[Stored data entries]
------------------------------
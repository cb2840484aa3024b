//! Persisted traversal state.
//!
//! Multi-day scans survive interruption through a small JSON file mapping
//! every finished top-level path to the number of records it produced:
//!
//! ```json
//! { "processedFiles": { "/corpus/batch-001.tar.xz": 15320 } }
//! ```
//!
//! Entries are monotonic — never removed, never decreased — and the file
//! is rewritten wholesale on each flush. Flushes are time-based, not
//! per-file, bounding both write amplification and the reprocessing window
//! after a forced stop.

use std::collections::BTreeMap;
use std::fs;
use std::time::{Duration, Instant};

use camino::{Utf8Path, Utf8PathBuf};
use serde::{Deserialize, Serialize};

use crate::error::{StateError, StateResult};

#[derive(Debug, Default, Deserialize)]
struct StateFile {
    #[serde(rename = "processedFiles")]
    processed_files: BTreeMap<String, u64>,
}

#[derive(Serialize)]
struct StateFileRef<'a> {
    #[serde(rename = "processedFiles")]
    processed_files: &'a BTreeMap<String, u64>,
}

/// Which top-level paths previous runs already finished, and how many
/// records each produced.
#[derive(Debug)]
pub struct ScanState {
    file: Option<Utf8PathBuf>,
    processed: BTreeMap<String, u64>,
    dirty: bool,
    last_flush: Instant,
    flush_interval: Duration,
}

impl ScanState {
    /// In-memory state without persistence, for single-run scans.
    pub fn ephemeral() -> Self {
        Self::build(None, BTreeMap::new())
    }

    /// Loads state from `path`, starting empty when the file does not
    /// exist yet.
    ///
    /// A file that exists but does not parse is an error, deliberately:
    /// silently starting over would reprocess the corpus undetected.
    pub fn load(path: &Utf8Path) -> StateResult<Self> {
        let processed = match fs::read(path) {
            Ok(bytes) => {
                let parsed: StateFile =
                    serde_json::from_slice(&bytes).map_err(|source| StateError::Corrupt {
                        path: path.to_owned(),
                        source,
                    })?;
                parsed.processed_files
            }
            Err(e) if e.kind() == std::io::ErrorKind::NotFound => BTreeMap::new(),
            Err(source) => {
                return Err(StateError::Read {
                    path: path.to_owned(),
                    source,
                });
            }
        };
        tracing::debug!(path = %path, entries = processed.len(), "traversal state loaded");
        Ok(Self::build(Some(path.to_owned()), processed))
    }

    fn build(file: Option<Utf8PathBuf>, processed: BTreeMap<String, u64>) -> Self {
        Self {
            file,
            processed,
            dirty: false,
            last_flush: Instant::now(),
            flush_interval: Duration::from_secs(60),
        }
    }

    /// Changes the flush cadence.
    pub const fn set_flush_interval(&mut self, interval: Duration) {
        self.flush_interval = interval;
    }

    /// `true` when `path` finished in a previous run (or this one).
    pub fn is_processed(&self, path: &Utf8Path) -> bool {
        self.processed.contains_key(path.as_str())
    }

    /// Record count for a finished `path`.
    pub fn records_for(&self, path: &Utf8Path) -> Option<u64> {
        self.processed.get(path.as_str()).copied()
    }

    /// Marks a top-level path as finished with `records` emitted.
    /// Re-marking keeps the larger count.
    pub fn mark(&mut self, path: &Utf8Path, records: u64) {
        let entry = self.processed.entry(path.as_str().to_owned()).or_insert(0);
        *entry = (*entry).max(records);
        self.dirty = true;
    }

    /// Number of finished paths.
    pub fn len(&self) -> usize {
        self.processed.len()
    }

    /// `true` when no path has finished yet.
    pub fn is_empty(&self) -> bool {
        self.processed.is_empty()
    }

    /// Flushes when dirty and the cadence interval has elapsed. Returns
    /// whether a flush happened.
    pub fn maybe_flush(&mut self) -> StateResult<bool> {
        if !self.dirty || self.last_flush.elapsed() < self.flush_interval {
            return Ok(false);
        }
        self.flush()?;
        Ok(true)
    }

    /// Rewrites the state file wholesale, unconditionally.
    pub fn flush(&mut self) -> StateResult<()> {
        if let Some(path) = &self.file {
            let body = serde_json::to_vec(&StateFileRef {
                processed_files: &self.processed,
            })?;
            fs::write(path, body).map_err(|source| StateError::Write {
                path: path.clone(),
                source,
            })?;
            tracing::debug!(path = %path, entries = self.processed.len(), "traversal state flushed");
        }
        self.dirty = false;
        self.last_flush = Instant::now();
        Ok(())
    }
}

#[cfg(test)]
mod tests {
    use super::*;

    fn temp_state_path(dir: &tempfile::TempDir) -> Utf8PathBuf {
        Utf8Path::from_path(dir.path())
            .unwrap()
            .join("state.json")
    }

    #[test]
    fn starts_empty_without_a_file() {
        let dir = tempfile::tempdir().unwrap();
        let state = ScanState::load(&temp_state_path(&dir)).unwrap();
        assert!(state.is_empty());
    }

    #[test]
    fn round_trips_through_flush() {
        let dir = tempfile::tempdir().unwrap();
        let path = temp_state_path(&dir);
        let mut state = ScanState::load(&path).unwrap();
        state.mark(Utf8Path::new("/corpus/a.tar"), 12);
        state.mark(Utf8Path::new("/corpus/b.txt"), 0);
        state.flush().unwrap();

        let reloaded = ScanState::load(&path).unwrap();
        assert!(reloaded.is_processed(Utf8Path::new("/corpus/a.tar")));
        assert_eq!(reloaded.records_for(Utf8Path::new("/corpus/a.tar")), Some(12));
        assert_eq!(reloaded.records_for(Utf8Path::new("/corpus/b.txt")), Some(0));
        assert_eq!(reloaded.len(), 2);
    }

    #[test]
    fn file_format_is_the_processed_files_object() {
        let dir = tempfile::tempdir().unwrap();
        let path = temp_state_path(&dir);
        let mut state = ScanState::load(&path).unwrap();
        state.mark(Utf8Path::new("/x"), 3);
        state.flush().unwrap();
        let body = fs::read_to_string(&path).unwrap();
        assert_eq!(body, r#"{"processedFiles":{"/x":3}}"#);
    }

    #[test]
    fn marks_are_monotonic() {
        let mut state = ScanState::ephemeral();
        state.mark(Utf8Path::new("/x"), 10);
        state.mark(Utf8Path::new("/x"), 4);
        assert_eq!(state.records_for(Utf8Path::new("/x")), Some(10));
    }

    #[test]
    fn corrupt_state_is_fatal() {
        let dir = tempfile::tempdir().unwrap();
        let path = temp_state_path(&dir);
        fs::write(&path, b"{ not json").unwrap();
        let err = ScanState::load(&path).unwrap_err();
        assert!(matches!(err, StateError::Corrupt { .. }));
    }

    #[test]
    fn maybe_flush_respects_the_cadence() {
        let dir = tempfile::tempdir().unwrap();
        let path = temp_state_path(&dir);
        let mut state = ScanState::load(&path).unwrap();
        state.set_flush_interval(Duration::from_secs(3600));
        state.mark(Utf8Path::new("/x"), 1);
        assert!(!state.maybe_flush().unwrap());
        state.set_flush_interval(Duration::ZERO);
        assert!(state.maybe_flush().unwrap());
        assert!(!state.maybe_flush().unwrap());
    }
}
------------------------------
AIM OF THE EXERCISE
Reproduce all the records precisely.

OUTPUT OF THE EXERCISE
repository cb2840484aa3024b
//! Persisted traversal state.
//!
//! Multi-day scans survive interruption through a small JSON file mapping
//! every finished top-level path to the number of records it produced:
//!
//! ```json
//! { "processedFiles": { "/corpus/batch-001.tar.xz": 15320 } }
//! ```
//!
//! Entries are monotonic — never removed, never decreased — and the file
//! is rewritten wholesale on each flush. Flushes are time-based, not
//! per-file, bounding both write amplification and the reprocessing window
//! after a forced stop.

use std::collections::BTreeMap;
use std::fs;
use std::time::{Duration, Instant};

use camino::{Utf8Path, Utf8PathBuf};
use serde::{Deserialize, Serialize};

use crate::error::{StateError, StateResult};

#[derive(Debug, Default, Deserialize)]
struct StateFile {
    #[serde(rename = "processedFiles")]
    processed_files: BTreeMap<String, u64>,
}

#[derive(Serialize)]
struct StateFileRef<'a> {
    #[serde(rename = "processedFiles")]
    processed_files: &'a BTreeMap<String, u64>,
}

/// Which top-level paths previous runs already finished, and how many
/// records each produced.
#[derive(Debug)]
pub struct ScanState {
    file: Option<Utf8PathBuf>,
    processed: BTreeMap<String, u64>,
    dirty: bool,
    last_flush: Instant,
    flush_interval: Duration,
}

impl ScanState {
    /// In-memory state without persistence, for single-run scans.
    pub fn ephemeral() -> Self {
        Self::build(None, BTreeMap::new())
    }

    /// Loads state from `path`, starting empty when the file does not
    /// exist yet.
    ///
    /// A file that exists but does not parse is an error, deliberately:
    /// silently starting over would reprocess the corpus undetected.
    pub fn load(path: &Utf8Path) -> StateResult<Self> {
        let processed = match fs::read(path) {
            Ok(bytes) => {
                let parsed: StateFile =
                    serde_json::from_slice(&bytes).map_err(|source| StateError::Corrupt {
                        path: path.to_owned(),
                        source,
                    })?;
                parsed.processed_files
            }
            Err(e) if e.kind() == std::io::ErrorKind::NotFound => BTreeMap::new(),
            Err(source) => {
                return Err(StateError::Read {
                    path: path.to_owned(),
                    source,
                });
            }
        };
        tracing::debug!(path = %path, entries = processed.len(), "traversal state loaded");
        Ok(Self::build(Some(path.to_owned()), processed))
    }

    fn build(file: Option<Utf8PathBuf>, processed: BTreeMap<String, u64>) -> Self {
        Self {
            file,
            processed,
            dirty: false,
            last_flush: Instant::now(),
            flush_interval: Duration::from_secs(60),
        }
    }

    /// Changes the flush cadence.
    pub const fn set_flush_interval(&mut self, interval: Duration) {
        self.flush_interval = interval;
    }

    /// `true` when `path` finished in a previous run (or this one).
    pub fn is_processed(&self, path: &Utf8Path) -> bool {
        self.processed.contains_key(path.as_str())
    }

    /// Record count for a finished `path`.
    pub fn records_for(&self, path: &Utf8Path) -> Option<u64> {
        self.processed.get(path.as_str()).copied()
    }

    /// Marks a top-level path as finished with `records` emitted.
    /// Re-marking keeps the larger count.
    pub fn mark(&mut self, path: &Utf8Path, records: u64) {
        let entry = self.processed.entry(path.as_str().to_owned()).or_insert(0);
        *entry = (*entry).max(records);
        self.dirty = true;
    }

    /// Number of finished paths.
    pub fn len(&self) -> usize {
        self.processed.len()
    }

    /// `true` when no path has finished yet.
    pub fn is_empty(&self) -> bool {
        self.processed.is_empty()
    }

    /// Flushes when dirty and the cadence interval has elapsed. Returns
    /// whether a flush happened.
    pub fn maybe_flush(&mut self) -> StateResult<bool> {
        if !self.dirty || self.last_flush.elapsed() < self.flush_interval {
            return Ok(false);
        }
        self.flush()?;
        Ok(true)
    }

    /// Rewrites the state file wholesale, unconditionally.
    pub fn flush(&mut self) -> StateResult<()> {
        if let Some(path) = &self.file {
            let body = serde_json::to_vec(&StateFileRef {
                processed_files: &self.processed,
            })?;
            fs::write(path, body).map_err(|source| StateError::Write {
                path: path.clone(),
                source,
            })?;
            tracing::debug!(path = %path, entries = self.processed.len(), "traversal state flushed");
        }
        self.dirty = false;
        self.last_flush = Instant::now();
        Ok(())
    }
}

#[cfg(test)]
mod tests {
    use super::*;

    fn temp_state_path(dir: &tempfile::TempDir) -> Utf8PathBuf {
        Utf8Path::from_path(dir.path())
            .unwrap()
            .join("state.json")
    }

    #[test]
    fn starts_empty_without_a_file() {
        let dir = tempfile::tempdir().unwrap();
        let state = ScanState::load(&temp_state_path(&dir)).unwrap();
        assert!(state.is_empty());
    }

    #[test]
    fn round_trips_through_flush() {
        let dir = tempfile::tempdir().unwrap();
        let path = temp_state_path(&dir);
        let mut state = ScanState::load(&path).unwrap();
        state.mark(Utf8Path::new("/corpus/a.tar"), 12);
        state.mark(Utf8Path::new("/corpus/b.txt"), 0);
        state.flush().unwrap();

        let reloaded = ScanState::load(&path).unwrap();
        assert!(reloaded.is_processed(Utf8Path::new("/corpus/a.tar")));
        assert_eq!(reloaded.records_for(Utf8Path::new("/corpus/a.tar")), Some(12));
        assert_eq!(reloaded.records_for(Utf8Path::new("/corpus/b.txt")), Some(0));
        assert_eq!(reloaded.len(), 2);
    }

    #[test]
    fn file_format_is_the_processed_files_object() {
        let dir = tempfile::tempdir().unwrap();
        let path = temp_state_path(&dir);
        let mut state = ScanState::load(&path).unwrap();
        state.mark(Utf8Path::new("/x"), 3);
        state.flush().unwrap();
        let body = fs::read_to_string(&path).unwrap();
        assert_eq!(body, r#"{"processedFiles":{"/x":3}}"#);
    }

    #[test]
    fn marks_are_monotonic() {
        let mut state = ScanState::ephemeral();
        state.mark(Utf8Path::new("/x"), 10);
        state.mark(Utf8Path::new("/x"), 4);
        assert_eq!(state.records_for(Utf8Path::new("/x")), Some(10));
    }

    #[test]
    fn corrupt_state_is_fatal() {
        let dir = tempfile::tempdir().unwrap();
        let path = temp_state_path(&dir);
        fs::write(&path, b"{ not json").unwrap();
        let err = ScanState::load(&path).unwrap_err();
        assert!(matches!(err, StateError::Corrupt { .. }));
    }

    #[test]
    fn maybe_flush_respects_the_cadence() {
        let dir = tempfile::tempdir().unwrap();
        let path = temp_state_path(&dir);
        let mut state = ScanState::load(&path).unwrap();
        state.set_flush_interval(Duration::from_secs(3600));
        state.mark(Utf8Path::new("/x"), 1);
        assert!(!state.maybe_flush().unwrap());
        state.set_flush_interval(Duration::ZERO);
        assert!(state.maybe_flush().unwrap());
        assert!(!state.maybe_flush().unwrap());
    }
}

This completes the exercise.